Il courut vers la cabine donnant accès au sas et ouvrit la porte extérieure de celui-ci. Il entendit la petite sonnerie indiquant que le sas était occupé. Il ferma la porte extérieure, envoya de l’air dans le sas et ouvrit la porte intérieure.
Il reconnut aussitôt Nora sous le masque de son scaphandre. Il la tira à lui, la prit dans ses bras, dévissa son casque. Nora était horriblement pâle, mais souriait.
— Oh ! Rad, dit-elle. Je vous attendais…
Tandis que Brasdin procédait à l’embarquement des autres rescapés, il l’entraîna vers la petite cabine de commandement, où elle acheva de retirer son scaphandre.
De nouveau, il la prit dans ses bras, la sentit frémissante. Ce fut elle qui s’écria :
— Oh ! Rad… Je vous aime… Je vous ai aimé dès le premier jour où je vous ai vu… J’ose vous le dire, parce que je sais que vous m’aimez… Le commandant Jokron me l’a dit il y a une heure, lorsqu’il a appelé le poste… Je n’avais plus d’espoir qu’en vous…

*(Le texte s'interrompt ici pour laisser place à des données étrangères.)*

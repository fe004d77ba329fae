//! Local socket transport between the pipeline processes

pub mod display_link;

pub use display_link::{
    is_recoverable, Connector, Delivery, DisplayLink, LinkError, LinkState, LinkStats, RetryPolicy,
    UnixConnector,
};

Leurs lèvres se joignirent, mais le jeune homme eut le courage de ne pas trop prolonger ce premier et délicieux baiser. Il installa Nora dans la cabine et courut rejoindre Brasdin.
Il n’y avait au poste 24 que huit personnes, y compris la jeune fille, et les trois malades, grâce aux soins de celle-ci, allaient mieux. Ils purent donc tous s’installer avec un confort relatif.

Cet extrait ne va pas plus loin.